GISTs are characterized by immunohistochemical expression of KIT in 95% of cases, DOG-1 in 98%, PDGFRA in 80%, CD34 in 70% to 80% of cases and retained expression of SDHB and SDHA (Figure 1C-F), except for succinate dehydrogenase (SDH)-deficient GIST (Figure 1E, F).^4,5,8 The latter are characterized by loss-of-function alterations of the SDH complex, comprised of SDHA, SDHB, SDHC, and SDHD. Inactivation of any of these components leads to loss of SDHB expression, making SDHB immunohistochemistry a useful diagnostic tool (Figure 1E). ⁷  SDHA-mutant GISTs show additional SDHA loss.⁷ (Figure 1F)

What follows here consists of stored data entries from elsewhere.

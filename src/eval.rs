// ABOUTME: Tree-walking evaluator with sentinel-based control flow

use crate::ast::{
    BinaryOp, Block, Expr, FunctionBody, FunctionName, Program, Stmt, TableField, UnaryOp,
};
use crate::config::MAX_CALL_DEPTH;
use crate::env::Scope;
use crate::error::EvalError;
use crate::value::{Closure, Table, Value};
use std::rc::Rc;

/// Control-flow sentinel bubbled through block evaluation. `return` and
/// `break` are internal values distinct from any user-visible type; blocks
/// and loops inspect them and either act or propagate unchanged.
#[derive(Debug)]
pub enum Flow {
    Normal(Value),
    Break,
    Return(Vec<Value>),
}

#[derive(Debug, Default)]
pub struct Evaluator {
    depth: usize,
}

impl Evaluator {
    pub fn new() -> Self {
        Evaluator::default()
    }

    /// Evaluates a program's block directly in the root scope, so top-level
    /// writes land in the sandbox. A terminating `return` collapses to its
    /// first value; otherwise the last statement's value is the result.
    pub fn run(&mut self, program: &Program, root: &Rc<Scope>) -> Result<Value, EvalError> {
        match self.exec_block(&program.block, root)? {
            Flow::Normal(value) => Ok(value),
            Flow::Return(values) => Ok(values.into_iter().next().unwrap_or(Value::Nil)),
            Flow::Break => Err(EvalError::BreakOutsideLoop),
        }
    }

    // ========================================================================
    // Statements
    // ========================================================================

    /// Runs the statements of a block in the given scope. Callers that open
    /// a lexical region (loops, branches, calls, `do`) pass a fresh child.
    fn exec_block(&mut self, block: &Block, scope: &Rc<Scope>) -> Result<Flow, EvalError> {
        let mut last = Value::Nil;
        for stmt in &block.statements {
            match self.exec_stmt(stmt, scope)? {
                Flow::Normal(value) => last = value,
                flow => return Ok(flow),
            }
        }
        Ok(Flow::Normal(last))
    }

    fn exec_stmt(&mut self, stmt: &Stmt, scope: &Rc<Scope>) -> Result<Flow, EvalError> {
        match stmt {
            Stmt::Local { names, values } => {
                let mut evaluated = Vec::with_capacity(values.len());
                for value in values {
                    evaluated.push(self.eval_expr(value, scope)?);
                }
                for (i, name) in names.iter().enumerate() {
                    let value = evaluated.get(i).cloned().unwrap_or(Value::Nil);
                    scope.declare(name, value);
                }
                Ok(Flow::Normal(Value::Nil))
            }

            Stmt::Assign { target, value } => {
                self.exec_assign(target, value, scope)?;
                Ok(Flow::Normal(Value::Nil))
            }

            Stmt::If { arms, else_body } => {
                for (condition, body) in arms {
                    if self.eval_expr(condition, scope)?.is_truthy() {
                        return self.exec_block(body, &Scope::child(scope));
                    }
                }
                match else_body {
                    Some(body) => self.exec_block(body, &Scope::child(scope)),
                    None => Ok(Flow::Normal(Value::Nil)),
                }
            }

            Stmt::While { condition, body } => {
                while self.eval_expr(condition, scope)?.is_truthy() {
                    match self.exec_block(body, &Scope::child(scope))? {
                        Flow::Normal(_) => {}
                        Flow::Break => break,
                        flow @ Flow::Return(_) => return Ok(flow),
                    }
                }
                Ok(Flow::Normal(Value::Nil))
            }

            Stmt::NumericFor {
                variable,
                start,
                finish,
                step,
                body,
            } => self.exec_numeric_for(variable, start, finish, step.as_ref(), body, scope),

            Stmt::Repeat { body, condition } => {
                loop {
                    // The condition is evaluated in the body's scope, so
                    // locals declared in the body are visible to it.
                    let body_scope = Scope::child(scope);
                    match self.exec_block(body, &body_scope)? {
                        Flow::Normal(_) => {
                            if self.eval_expr(condition, &body_scope)?.is_truthy() {
                                break;
                            }
                        }
                        Flow::Break => break,
                        flow @ Flow::Return(_) => return Ok(flow),
                    }
                }
                Ok(Flow::Normal(Value::Nil))
            }

            Stmt::Function { name, func } => {
                let closure = Value::Function(Rc::new(Closure {
                    func: Rc::clone(func),
                    env: Rc::clone(scope),
                }));
                match name {
                    FunctionName::Plain(name) => scope.assign(name, closure),
                    FunctionName::Method { table, method } => {
                        match scope.get(table) {
                            Value::Table(t) => t.borrow_mut().set_str(method, closure),
                            other => return Err(EvalError::NotIndexable(other.type_name())),
                        };
                    }
                }
                Ok(Flow::Normal(Value::Nil))
            }

            Stmt::LocalFunction { name, func } => {
                // The closure captures the scope that owns its own slot, so
                // the function can call itself by name.
                let closure = Value::Function(Rc::new(Closure {
                    func: Rc::clone(func),
                    env: Rc::clone(scope),
                }));
                scope.declare(name, closure);
                Ok(Flow::Normal(Value::Nil))
            }

            Stmt::Return(exprs) => {
                let mut values = Vec::with_capacity(exprs.len());
                for expr in exprs {
                    values.push(self.eval_expr(expr, scope)?);
                }
                Ok(Flow::Return(values))
            }

            Stmt::Break => Ok(Flow::Break),

            Stmt::Do(body) => self.exec_block(body, &Scope::child(scope)),

            Stmt::Expression(expr) => Ok(Flow::Normal(self.eval_expr(expr, scope)?)),
        }
    }

    fn exec_assign(&mut self, target: &Expr, value: &Expr, scope: &Rc<Scope>) -> Result<(), EvalError> {
        match target {
            Expr::Name(name) => {
                let value = self.eval_expr(value, scope)?;
                scope.assign(name, value);
                Ok(())
            }
            Expr::Index { prefix, index } => {
                let table = self.eval_indexable(prefix, scope)?;
                let key = self.eval_expr(index, scope)?;
                let value = self.eval_expr(value, scope)?;
                let result = table.borrow_mut().set(&key, value);
                result
            }
            Expr::Member { prefix, name } => {
                let table = self.eval_indexable(prefix, scope)?;
                let value = self.eval_expr(value, scope)?;
                table.borrow_mut().set_str(name, value);
                Ok(())
            }
            _ => Err(EvalError::InvalidAssignment),
        }
    }

    fn exec_numeric_for(
        &mut self,
        variable: &str,
        start: &Expr,
        finish: &Expr,
        step: Option<&Expr>,
        body: &Block,
        scope: &Rc<Scope>,
    ) -> Result<Flow, EvalError> {
        // Bounds are evaluated once, before the first iteration
        let start = self.eval_for_number(start, scope, "initial value")?;
        let finish = self.eval_for_number(finish, scope, "limit")?;
        let step = match step {
            Some(expr) => self.eval_for_number(expr, scope, "step")?,
            None => 1.0,
        };
        if step == 0.0 {
            return Err(EvalError::ForStepZero);
        }

        // The loop variable lives in a loop-private scope shared across
        // iterations; each body run still gets its own scope for locals.
        let loop_scope = Scope::child(scope);
        let mut i = start;
        while (step > 0.0 && i <= finish) || (step < 0.0 && i >= finish) {
            loop_scope.declare(variable, Value::Number(i));
            match self.exec_block(body, &Scope::child(&loop_scope))? {
                Flow::Normal(_) => {}
                Flow::Break => break,
                flow @ Flow::Return(_) => return Ok(flow),
            }
            i += step;
        }
        Ok(Flow::Normal(Value::Nil))
    }

    fn eval_for_number(
        &mut self,
        expr: &Expr,
        scope: &Rc<Scope>,
        what: &'static str,
    ) -> Result<f64, EvalError> {
        match self.eval_expr(expr, scope)? {
            Value::Number(n) => Ok(n),
            _ => Err(EvalError::ForNotNumber(what)),
        }
    }

    // ========================================================================
    // Expressions
    // ========================================================================

    pub fn eval_expr(&mut self, expr: &Expr, scope: &Rc<Scope>) -> Result<Value, EvalError> {
        match expr {
            Expr::Number(n) => Ok(Value::Number(*n)),
            Expr::Str(s) => Ok(Value::Str(s.clone())),
            Expr::Bool(b) => Ok(Value::Bool(*b)),
            Expr::Nil => Ok(Value::Nil),
            Expr::Name(name) => Ok(scope.get(name)),

            Expr::Binary { op, left, right } => match op {
                // `and`/`or` short-circuit and yield the deciding operand
                BinaryOp::And => {
                    let left = self.eval_expr(left, scope)?;
                    if left.is_truthy() {
                        self.eval_expr(right, scope)
                    } else {
                        Ok(left)
                    }
                }
                BinaryOp::Or => {
                    let left = self.eval_expr(left, scope)?;
                    if left.is_truthy() {
                        Ok(left)
                    } else {
                        self.eval_expr(right, scope)
                    }
                }
                _ => {
                    let left = self.eval_expr(left, scope)?;
                    let right = self.eval_expr(right, scope)?;
                    apply_binary(*op, left, right)
                }
            },

            Expr::Unary { op, operand } => {
                let operand = self.eval_expr(operand, scope)?;
                apply_unary(*op, operand)
            }

            Expr::Function(func) => Ok(Value::Function(Rc::new(Closure {
                func: Rc::clone(func),
                env: Rc::clone(scope),
            }))),

            Expr::Call { prefix, args } => {
                let callee = self.eval_expr(prefix, scope)?;
                let mut values = Vec::with_capacity(args.len());
                for arg in args {
                    values.push(self.eval_expr(arg, scope)?);
                }
                self.call_value(callee, values)
            }

            Expr::Index { prefix, index } => {
                let table = self.eval_indexable(prefix, scope)?;
                let key = self.eval_expr(index, scope)?;
                let value = table.borrow().get(&key);
                Ok(value)
            }

            Expr::Member { prefix, name } => {
                let table = self.eval_indexable(prefix, scope)?;
                let value = table.borrow().get_str(name);
                Ok(value)
            }

            Expr::Table(fields) => self.eval_table_constructor(fields, scope),
        }
    }

    fn eval_indexable(
        &mut self,
        prefix: &Expr,
        scope: &Rc<Scope>,
    ) -> Result<Rc<std::cell::RefCell<Table>>, EvalError> {
        match self.eval_expr(prefix, scope)? {
            Value::Table(table) => Ok(table),
            other => Err(EvalError::NotIndexable(other.type_name())),
        }
    }

    fn eval_table_constructor(
        &mut self,
        fields: &[TableField],
        scope: &Rc<Scope>,
    ) -> Result<Value, EvalError> {
        let mut table = Table::new();
        let mut next_index = 1usize;
        for field in fields {
            match field {
                TableField::Positional(expr) => {
                    let value = self.eval_expr(expr, scope)?;
                    table.set_index(next_index, value);
                    next_index += 1;
                }
                TableField::Named { key, value } => {
                    let value = self.eval_expr(value, scope)?;
                    table.set_str(key, value);
                }
                TableField::Keyed { key, value } => {
                    let key = self.eval_expr(key, scope)?;
                    let value = self.eval_expr(value, scope)?;
                    table.set(&key, value)?;
                }
            }
        }
        Ok(Value::table(table))
    }

    /// Calls a value with already-evaluated arguments. Closures bind
    /// parameters positionally in a fresh child of their captured
    /// environment: missing arguments become nil, extras are discarded.
    pub fn call_value(&mut self, callee: Value, args: Vec<Value>) -> Result<Value, EvalError> {
        match callee {
            Value::Builtin(f) => f(&args),
            Value::Function(closure) => {
                if self.depth >= MAX_CALL_DEPTH {
                    return Err(EvalError::StackOverflow);
                }
                let scope = Scope::child(&closure.env);
                bind_params(&closure.func, &scope, args);

                self.depth += 1;
                let result = self.exec_block(&closure.func.body, &scope);
                self.depth -= 1;

                match result? {
                    Flow::Return(values) => Ok(values.into_iter().next().unwrap_or(Value::Nil)),
                    Flow::Normal(_) => Ok(Value::Nil),
                    Flow::Break => Err(EvalError::BreakOutsideLoop),
                }
            }
            _ => Err(EvalError::NotCallable),
        }
    }
}
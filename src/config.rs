// ABOUTME: Constants and limits for the interpreter

#[allow(dead_code)]
pub const VERSION: &str = "1.0.0";

/// Maximum nesting of script-level function calls.
///
/// Each script call frame consumes host stack in the tree-walking evaluator,
/// so runaway recursion must surface as an in-language error before the host
/// stack runs out.
pub const MAX_CALL_DEPTH: usize = 192;
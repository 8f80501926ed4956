// ABOUTME: Entry points gluing the lexer, parser, and evaluator behind execute()

use crate::env::Scope;
use crate::error::InterpreterError;
use crate::eval::Evaluator;
use crate::globals::default_globals;
use crate::lexer::{self, TokenKind};
use crate::parser::Parser;
use crate::value::{Table, Value};
use std::cell::RefCell;
use std::rc::Rc;

/// Runs a program against a fresh default sandbox (see
/// [`crate::globals::default_globals`]). The result is the first value of
/// the program's terminating `return`, or the last statement's value.
pub fn execute(source: &str) -> Result<Value, InterpreterError> {
    execute_with(source, default_globals())
}

/// Runs a program against a caller-supplied sandbox table. Unresolved name
/// lookups fall through to the sandbox, and top-level writes mirror into it,
/// so the caller can inspect them after execution.
pub fn execute_with(
    source: &str,
    sandbox: Rc<RefCell<Table>>,
) -> Result<Value, InterpreterError> {
    let tokens = lexer::tokenize(source);

    // Lexical errors travel in-band; reject the stream on the first one
    for token in &tokens {
        if let TokenKind::Error(message) = &token.kind {
            return Err(InterpreterError::Lexical {
                message: message.clone(),
                line: token.line,
                column: token.column,
            });
        }
    }

    let program = Parser::new(tokens).parse_program()?;

    let root = Scope::root(sandbox);
    let value = Evaluator::new().run(&program, &root)?;
    Ok(value)
}

#[cfg(test)]
mod tests {
    use super::*;

    #[test]
    fn test_execute_runs_the_whole_pipeline() {
        match execute("return 1 + 2 * 3") {
            Ok(Value::Number(n)) => assert_eq!(n, 7.0),
            other => panic!("expected 7, got {:?}", other),
        }
    }

    #[test]
    fn test_lexical_failure_is_labeled_with_position() {
        let err = execute("local s = \"oops").unwrap_err();
        assert_eq!(
            err.to_string(),
            "lexical analysis failed: unclosed string (line 1, column 11)"
        );
    }

    #[test]
    fn test_parse_failure_is_labeled() {
        let err = execute("if x then").unwrap_err();
        let message = err.to_string();
        assert!(message.starts_with("parse failed: "), "got {:?}", message);
        assert!(message.contains("'end'"), "got {:?}", message);
    }

    #[test]
    fn test_execution_failure_is_labeled() {
        let err = execute("return 1 / 0").unwrap_err();
        assert_eq!(err.to_string(), "execution failed: division by zero");
    }

    #[test]
    fn test_top_level_writes_mirror_into_the_sandbox() {
        let sandbox = default_globals();
        execute_with("x = 41 x = x + 1 local y = 7", Rc::clone(&sandbox)).unwrap();

        assert_eq!(sandbox.borrow().get_str("x"), Value::Number(42.0));
        // Program-level locals land in the root scope, which is the sandbox
        assert_eq!(sandbox.borrow().get_str("y"), Value::Number(7.0));
    }

    #[test]
    fn test_custom_sandbox_supplies_bindings() {
        let sandbox = Rc::new(RefCell::new(Table::new()));
        sandbox.borrow_mut().set_str("seed", Value::Number(20.0));
        let result = execute_with("return seed + 1", Rc::clone(&sandbox)).unwrap();
        assert_eq!(result, Value::Number(21.0));
    }

    #[test]
    fn test_unbound_names_read_nil() {
        match execute("return missing == nil") {
            Ok(Value::Bool(b)) => assert!(b),
            other => panic!("expected true, got {:?}", other),
        }
    }

    #[test]
    fn test_sandbox_functions_are_callable() {
        let sandbox = default_globals();
        let result = execute_with("return math.max(3, 9, 4)", sandbox).unwrap();
        assert_eq!(result, Value::Number(9.0));
    }
}
// SPDX-License-Identifier: MPL-2.0
//! Centralized default values for all configuration constants.
//!
//! This module serves as the single source of truth for default values
//! used across the application. Constants are organized by category.

use crate::domain::alert::newtypes::{
    detection_period_bounds, history_capacity_bounds, tick_interval_bounds,
};
use crate::domain::alert::DEFAULT_LIFETIME;
use crate::domain::intake;

// ==========================================================================
// Tick Defaults
// ==========================================================================

/// Default interval between two alert ticks (in milliseconds).
pub const DEFAULT_TICK_INTERVAL_MS: u64 = tick_interval_bounds::DEFAULT_MS;

/// Minimum tick interval (in milliseconds).
pub const MIN_TICK_INTERVAL_MS: u64 = tick_interval_bounds::MIN_MS;

/// Maximum tick interval (in milliseconds).
pub const MAX_TICK_INTERVAL_MS: u64 = tick_interval_bounds::MAX_MS;

// ==========================================================================
// Alert Defaults
// ==========================================================================

/// Default alert lifetime (in milliseconds).
#[allow(clippy::cast_possible_truncation)]
pub const DEFAULT_ALERT_LIFETIME_MS: u64 = DEFAULT_LIFETIME.as_millis() as u64;

/// Default number of removed alerts kept in history.
pub const DEFAULT_HISTORY_CAPACITY: usize = history_capacity_bounds::DEFAULT;

/// Minimum history capacity.
pub const MIN_HISTORY_CAPACITY: usize = history_capacity_bounds::MIN;

/// Maximum history capacity.
pub const MAX_HISTORY_CAPACITY: usize = history_capacity_bounds::MAX;

// ==========================================================================
// Intake Defaults
// ==========================================================================

/// Default per-file size limit (100 MiB).
pub const DEFAULT_MAX_FILE_SIZE_BYTES: u64 = intake::DEFAULT_MAX_FILE_SIZE_BYTES;

/// Default pending batch cap.
pub const DEFAULT_MAX_BATCH_SIZE: usize = intake::DEFAULT_MAX_BATCH_SIZE;

/// Default accepted MIME types.
#[must_use]
pub fn default_accepted_mime_types() -> Vec<String> {
    intake::DEFAULT_ACCEPTED_MIME_TYPES
        .iter()
        .map(|m| (*m).to_string())
        .collect()
}

// ==========================================================================
// Simulation Defaults
// ==========================================================================

/// Default probability that a detection roll raises an alert.
pub const DEFAULT_DETECTION_CHANCE: f64 = crate::simulation::DEFAULT_CHANCE;

/// Default time between detection rolls (in seconds).
pub const DEFAULT_DETECTION_PERIOD_SECS: u64 = detection_period_bounds::DEFAULT_SECS;

/// Minimum time between detection rolls (in seconds).
pub const MIN_DETECTION_PERIOD_SECS: u64 = detection_period_bounds::MIN_SECS;

/// Maximum time between detection rolls (in seconds).
pub const MAX_DETECTION_PERIOD_SECS: u64 = detection_period_bounds::MAX_SECS;

#[cfg(test)]
mod tests {
    use super::*;

    #[test]
    fn tick_bounds_are_ordered() {
        assert!(MIN_TICK_INTERVAL_MS <= DEFAULT_TICK_INTERVAL_MS);
        assert!(DEFAULT_TICK_INTERVAL_MS <= MAX_TICK_INTERVAL_MS);
    }

    #[test]
    fn history_bounds_are_ordered() {
        assert!(MIN_HISTORY_CAPACITY <= DEFAULT_HISTORY_CAPACITY);
        assert!(DEFAULT_HISTORY_CAPACITY <= MAX_HISTORY_CAPACITY);
    }

    #[test]
    fn alert_lifetime_defaults_to_five_seconds() {
        assert_eq!(DEFAULT_ALERT_LIFETIME_MS, 5000);
    }

    #[test]
    fn detection_period_matches_feed() {
        assert_eq!(
            crate::simulation::DEFAULT_PERIOD.as_secs(),
            DEFAULT_DETECTION_PERIOD_SECS
        );
    }
}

Figure 1. GIST histopathologic subtypes and diagnostic markers: Examples of GIST with spindle-cell (A) and epithelioid (B) morphology. Most GISTs show expression of KIT (C) and DOG-1 (D) as well as retained SDHB (E) and SDHA (F) expression. Loss of SDHB expression in tumor cells (E, inset) is characteristic of SDH-deficient GISTs. SDHA-mutant GISTs show additional SHDA loss (F, inset); retained SDHB and SDHA expression In scattered nonneoplastic cells (E inset, F inset) serves as positive control.

Approximately 30% of GISTs are malignant. Risk stratification systems are used to estimate risk of malignant behavior based on histopathologic criteria. The first classification system was introduced by Fletcher et al. in 2002 ⁹, based on tumor size and mitotic rate, and classifies GISTs into very low, low, intermediate, and high-risk categories. Miettinen et al. further modified this system in 2006 ¹⁰  to include anatomic site as additional parameter. The latter classification led to the Armed Forces Institute of Pathology criteria and the National Comprehensive Cancer Network (NCCN) criteria that assess risk of progression in primary GIST ¹¹  (Table 1).

Table 1

National Comprehensive Cancer Network (NCCN) criteria for risk assessment in GIST ¹¹ (after Schaefer et al).⁸

GISTs may recur locally and metastasize to the peritoneum and liver or distant sites at advanced stages. Before the advent of targeted therapies, the prognosis of patients with advanced GISTs was poor, given their lack of response to conventional chemotherapy or radiation. Surgery remains the standard of care for patients with localized GIST. Low-to-intermediate risk GISTs do not require adjuvant treatment, but high-risk GISTs are usually treated with the tyrosine kinase inhibitor (TKI) imatinib (Table 2). Imatinib has revolutionized GIST treatment and extended the median overall survival for patients with metastatic disease from 19 months to 5 years . ¹² While ~80% patients show dramatic initial response, secondary drug resistance eventually develops through selection of resistant subclones and localize to the KIT ATP-binding pocket (KIT exons 13 and 14) or activation loop (KIT exons 17 and 18). In such cases, patients may be eligible to receive sunitinib, regorafenib or ripretinib ^13-15  (Table 2). Avapritinib shows unique activity in advanced GISTs with imatinib-resistant PDGFRA exon 18 D842V mutation, the most frequent type of PDGFRA mutation ¹⁶ (Table 2).

Table 2

TKI sensitivity by GIST molecular subtype .^15-19

*Except for D861V

•    ~85% of GISTs have mutually exclusive KIT or PDGFRA oncogenic mutations⁸ (Figure 2).
•    KIT primary mutations target exon 11 or 9, whereas exon 13 or 17 are involved in only very few cases (Figure 3).
•    PDGFRA primary mutations involve exon 18 (mostly codon 842), and rarely exon 12 or 14.
•    The remaining 15% of GISTs have loss-of-function mutations or epigenetic silencing of NF1 or SDH-complex genes (Figure 2).⁸
•    Additional genomic aberrations required for malignant progression are 14q deletion – leading to inactivation of the tumor suppressor MAX ²⁰ – followed by deletions in 22q, 1p and 15q, together with cell cycle dysregulating events ^8,21-23 , and inactivation of dystrophin, encoded by DMD on Xp21.1.²⁴
•    SDH-deficient GISTs have occasional 1q deletion, presumably targeting SDHC.^6,25

Figure 2. Overview of GIST molecular subtypes (after Schaefer et al. ⁸). SDH: succinate-dehydrogenase.

Figure 3. Next-generation sequencing in a metastatic GIST identifies a primary KIT exon 11 in-frame deletion p.Q556_V559delinsH (A) and secondary KIT exon 17 p.Y823D missense mutation (B).